— YOUR GOAL —
Beneath this task is a listing. Count its lines that contain "than" and answer with the number only.

— SUPPLIED RECORDS —

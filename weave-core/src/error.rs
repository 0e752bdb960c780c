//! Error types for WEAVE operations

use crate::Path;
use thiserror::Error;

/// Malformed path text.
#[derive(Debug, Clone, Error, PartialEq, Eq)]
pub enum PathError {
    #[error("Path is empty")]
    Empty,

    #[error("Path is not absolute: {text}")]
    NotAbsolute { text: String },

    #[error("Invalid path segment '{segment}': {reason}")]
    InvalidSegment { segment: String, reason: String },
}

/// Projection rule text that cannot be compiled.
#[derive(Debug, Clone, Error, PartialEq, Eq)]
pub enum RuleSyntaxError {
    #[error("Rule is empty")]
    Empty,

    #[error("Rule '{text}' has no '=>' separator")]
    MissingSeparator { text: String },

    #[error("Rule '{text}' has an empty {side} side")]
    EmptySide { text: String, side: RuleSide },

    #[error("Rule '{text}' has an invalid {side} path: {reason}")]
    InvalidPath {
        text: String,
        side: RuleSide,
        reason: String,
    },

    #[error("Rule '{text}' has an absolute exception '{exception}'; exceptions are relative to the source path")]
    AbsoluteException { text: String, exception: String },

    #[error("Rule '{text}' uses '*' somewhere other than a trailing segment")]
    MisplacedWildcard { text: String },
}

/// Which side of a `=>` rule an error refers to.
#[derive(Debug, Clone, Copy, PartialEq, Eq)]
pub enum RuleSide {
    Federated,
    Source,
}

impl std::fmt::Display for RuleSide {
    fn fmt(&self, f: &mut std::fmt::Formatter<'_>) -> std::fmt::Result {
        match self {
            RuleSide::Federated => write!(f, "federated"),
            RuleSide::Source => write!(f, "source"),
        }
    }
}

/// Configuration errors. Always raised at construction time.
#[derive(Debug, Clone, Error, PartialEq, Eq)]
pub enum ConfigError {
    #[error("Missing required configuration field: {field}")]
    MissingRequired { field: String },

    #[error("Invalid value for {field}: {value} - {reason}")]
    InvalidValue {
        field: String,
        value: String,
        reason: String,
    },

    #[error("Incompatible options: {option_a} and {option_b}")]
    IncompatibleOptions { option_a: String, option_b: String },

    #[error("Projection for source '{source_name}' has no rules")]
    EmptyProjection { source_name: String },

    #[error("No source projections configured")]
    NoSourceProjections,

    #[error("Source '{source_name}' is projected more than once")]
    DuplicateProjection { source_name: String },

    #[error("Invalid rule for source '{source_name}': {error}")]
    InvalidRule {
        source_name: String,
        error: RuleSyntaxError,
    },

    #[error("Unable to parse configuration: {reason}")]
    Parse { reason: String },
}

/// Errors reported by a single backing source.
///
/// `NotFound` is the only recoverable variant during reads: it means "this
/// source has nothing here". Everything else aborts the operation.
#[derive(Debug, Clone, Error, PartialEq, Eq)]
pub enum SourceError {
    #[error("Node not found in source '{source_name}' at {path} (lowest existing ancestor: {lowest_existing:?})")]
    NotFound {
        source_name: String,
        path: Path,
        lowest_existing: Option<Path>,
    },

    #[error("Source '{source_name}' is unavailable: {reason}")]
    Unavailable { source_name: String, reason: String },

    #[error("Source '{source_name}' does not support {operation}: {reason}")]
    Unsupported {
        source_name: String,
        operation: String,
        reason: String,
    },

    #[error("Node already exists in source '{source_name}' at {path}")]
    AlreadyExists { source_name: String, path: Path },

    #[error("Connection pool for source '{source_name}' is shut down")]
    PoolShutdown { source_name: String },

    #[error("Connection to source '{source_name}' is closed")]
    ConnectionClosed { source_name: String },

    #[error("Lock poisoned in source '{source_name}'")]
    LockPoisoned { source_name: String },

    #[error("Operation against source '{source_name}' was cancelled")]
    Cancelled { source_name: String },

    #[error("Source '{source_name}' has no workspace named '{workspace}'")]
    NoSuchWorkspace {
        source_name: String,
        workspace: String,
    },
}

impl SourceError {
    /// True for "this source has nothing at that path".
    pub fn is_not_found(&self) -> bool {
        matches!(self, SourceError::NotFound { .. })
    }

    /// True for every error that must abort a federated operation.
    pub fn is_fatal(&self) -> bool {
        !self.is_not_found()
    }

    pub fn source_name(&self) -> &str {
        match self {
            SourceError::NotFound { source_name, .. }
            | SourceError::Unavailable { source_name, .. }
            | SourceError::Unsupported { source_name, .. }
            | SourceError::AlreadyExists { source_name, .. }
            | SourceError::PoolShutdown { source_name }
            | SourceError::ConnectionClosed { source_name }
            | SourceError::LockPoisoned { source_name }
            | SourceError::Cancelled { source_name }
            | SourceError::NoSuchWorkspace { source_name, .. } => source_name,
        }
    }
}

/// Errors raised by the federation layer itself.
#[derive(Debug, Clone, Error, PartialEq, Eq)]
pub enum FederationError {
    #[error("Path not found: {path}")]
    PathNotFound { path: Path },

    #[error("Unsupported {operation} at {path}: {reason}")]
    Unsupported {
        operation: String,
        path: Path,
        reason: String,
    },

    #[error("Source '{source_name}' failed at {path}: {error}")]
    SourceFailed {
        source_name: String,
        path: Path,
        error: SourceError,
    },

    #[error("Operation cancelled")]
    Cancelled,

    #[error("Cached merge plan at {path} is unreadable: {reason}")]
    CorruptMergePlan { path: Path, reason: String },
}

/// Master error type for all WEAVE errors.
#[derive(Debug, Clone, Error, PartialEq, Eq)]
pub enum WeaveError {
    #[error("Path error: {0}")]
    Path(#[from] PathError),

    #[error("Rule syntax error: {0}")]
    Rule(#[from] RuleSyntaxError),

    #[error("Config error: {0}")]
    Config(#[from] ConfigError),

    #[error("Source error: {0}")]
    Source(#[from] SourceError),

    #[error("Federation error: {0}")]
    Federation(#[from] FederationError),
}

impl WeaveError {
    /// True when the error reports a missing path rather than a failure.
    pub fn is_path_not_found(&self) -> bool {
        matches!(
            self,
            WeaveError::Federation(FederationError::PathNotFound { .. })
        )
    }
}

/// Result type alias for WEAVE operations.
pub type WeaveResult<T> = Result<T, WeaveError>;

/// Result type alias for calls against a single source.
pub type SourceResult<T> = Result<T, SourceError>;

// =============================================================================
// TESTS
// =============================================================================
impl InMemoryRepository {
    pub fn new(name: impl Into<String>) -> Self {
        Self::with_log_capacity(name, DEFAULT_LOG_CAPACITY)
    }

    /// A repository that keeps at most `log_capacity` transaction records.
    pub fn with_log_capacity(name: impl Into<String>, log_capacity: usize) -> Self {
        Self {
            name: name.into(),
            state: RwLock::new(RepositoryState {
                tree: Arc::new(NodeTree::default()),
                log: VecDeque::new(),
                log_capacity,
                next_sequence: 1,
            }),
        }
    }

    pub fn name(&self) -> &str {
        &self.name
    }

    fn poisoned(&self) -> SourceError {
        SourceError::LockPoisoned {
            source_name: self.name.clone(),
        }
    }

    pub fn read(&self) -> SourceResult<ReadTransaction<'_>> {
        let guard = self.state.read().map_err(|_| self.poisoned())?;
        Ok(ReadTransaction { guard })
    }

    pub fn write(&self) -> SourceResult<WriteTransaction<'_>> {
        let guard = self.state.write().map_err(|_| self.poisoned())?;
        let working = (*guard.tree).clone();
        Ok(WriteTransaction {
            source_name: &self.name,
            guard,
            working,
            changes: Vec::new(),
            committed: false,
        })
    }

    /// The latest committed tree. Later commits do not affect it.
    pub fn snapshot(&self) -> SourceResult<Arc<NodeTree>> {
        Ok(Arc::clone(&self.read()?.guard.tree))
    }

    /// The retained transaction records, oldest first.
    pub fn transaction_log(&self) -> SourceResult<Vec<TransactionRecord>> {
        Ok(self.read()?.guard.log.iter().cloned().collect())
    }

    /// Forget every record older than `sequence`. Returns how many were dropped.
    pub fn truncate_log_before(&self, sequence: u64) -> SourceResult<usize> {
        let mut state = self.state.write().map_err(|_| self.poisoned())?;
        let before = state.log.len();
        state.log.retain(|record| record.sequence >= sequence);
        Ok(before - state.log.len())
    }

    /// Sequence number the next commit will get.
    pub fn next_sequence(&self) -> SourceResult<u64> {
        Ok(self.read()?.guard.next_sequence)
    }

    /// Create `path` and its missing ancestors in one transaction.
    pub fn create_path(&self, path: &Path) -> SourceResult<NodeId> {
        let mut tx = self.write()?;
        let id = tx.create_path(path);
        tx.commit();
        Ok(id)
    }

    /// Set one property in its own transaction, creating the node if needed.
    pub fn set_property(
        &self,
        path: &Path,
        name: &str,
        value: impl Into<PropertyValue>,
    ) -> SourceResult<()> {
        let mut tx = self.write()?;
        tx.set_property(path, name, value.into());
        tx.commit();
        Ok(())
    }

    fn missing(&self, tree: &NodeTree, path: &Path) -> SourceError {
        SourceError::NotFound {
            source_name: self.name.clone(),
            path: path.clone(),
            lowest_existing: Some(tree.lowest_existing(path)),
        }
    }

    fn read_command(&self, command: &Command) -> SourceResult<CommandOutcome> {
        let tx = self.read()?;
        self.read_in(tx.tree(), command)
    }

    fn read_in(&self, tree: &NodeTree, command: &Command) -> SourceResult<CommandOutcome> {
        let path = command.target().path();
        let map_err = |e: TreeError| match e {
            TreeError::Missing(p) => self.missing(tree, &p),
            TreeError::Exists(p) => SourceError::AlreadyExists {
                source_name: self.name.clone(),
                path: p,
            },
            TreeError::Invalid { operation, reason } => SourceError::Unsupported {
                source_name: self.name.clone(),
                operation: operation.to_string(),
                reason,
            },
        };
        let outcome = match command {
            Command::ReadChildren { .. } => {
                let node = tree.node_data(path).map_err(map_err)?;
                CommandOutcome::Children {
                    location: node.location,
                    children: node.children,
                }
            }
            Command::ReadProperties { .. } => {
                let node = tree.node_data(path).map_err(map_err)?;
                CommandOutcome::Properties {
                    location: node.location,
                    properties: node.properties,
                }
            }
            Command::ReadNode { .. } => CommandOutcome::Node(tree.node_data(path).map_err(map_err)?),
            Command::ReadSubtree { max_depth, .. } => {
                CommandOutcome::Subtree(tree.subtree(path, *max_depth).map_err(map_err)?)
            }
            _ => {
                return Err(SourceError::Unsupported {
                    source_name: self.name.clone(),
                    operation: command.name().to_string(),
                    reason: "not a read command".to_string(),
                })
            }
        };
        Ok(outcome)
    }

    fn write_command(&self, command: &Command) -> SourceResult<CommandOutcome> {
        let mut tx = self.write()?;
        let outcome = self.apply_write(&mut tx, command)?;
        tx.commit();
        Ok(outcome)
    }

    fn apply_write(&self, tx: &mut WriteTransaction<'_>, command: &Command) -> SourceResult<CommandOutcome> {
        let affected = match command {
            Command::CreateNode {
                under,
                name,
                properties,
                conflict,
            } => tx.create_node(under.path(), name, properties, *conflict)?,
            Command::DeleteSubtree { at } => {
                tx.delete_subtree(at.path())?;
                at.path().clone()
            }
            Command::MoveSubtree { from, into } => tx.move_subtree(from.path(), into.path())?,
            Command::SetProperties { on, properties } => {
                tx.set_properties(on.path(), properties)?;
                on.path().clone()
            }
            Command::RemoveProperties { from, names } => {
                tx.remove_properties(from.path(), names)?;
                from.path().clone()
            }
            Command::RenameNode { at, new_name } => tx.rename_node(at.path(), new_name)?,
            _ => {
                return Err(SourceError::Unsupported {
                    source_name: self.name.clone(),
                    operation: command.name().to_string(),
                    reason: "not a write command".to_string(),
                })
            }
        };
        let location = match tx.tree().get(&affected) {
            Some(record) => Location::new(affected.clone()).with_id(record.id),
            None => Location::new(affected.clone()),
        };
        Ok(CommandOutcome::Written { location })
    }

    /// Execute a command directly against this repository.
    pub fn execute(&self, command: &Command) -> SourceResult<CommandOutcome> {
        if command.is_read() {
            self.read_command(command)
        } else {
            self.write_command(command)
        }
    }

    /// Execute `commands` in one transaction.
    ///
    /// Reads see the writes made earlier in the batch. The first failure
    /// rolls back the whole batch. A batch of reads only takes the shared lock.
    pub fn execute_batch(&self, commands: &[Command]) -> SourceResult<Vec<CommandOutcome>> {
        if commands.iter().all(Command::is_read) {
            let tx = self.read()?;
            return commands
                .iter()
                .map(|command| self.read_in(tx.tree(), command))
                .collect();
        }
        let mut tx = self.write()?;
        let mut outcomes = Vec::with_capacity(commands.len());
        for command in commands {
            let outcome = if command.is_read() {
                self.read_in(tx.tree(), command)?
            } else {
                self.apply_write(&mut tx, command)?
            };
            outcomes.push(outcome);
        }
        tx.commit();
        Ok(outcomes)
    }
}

— OUTPUT FOR THIS TASK —
4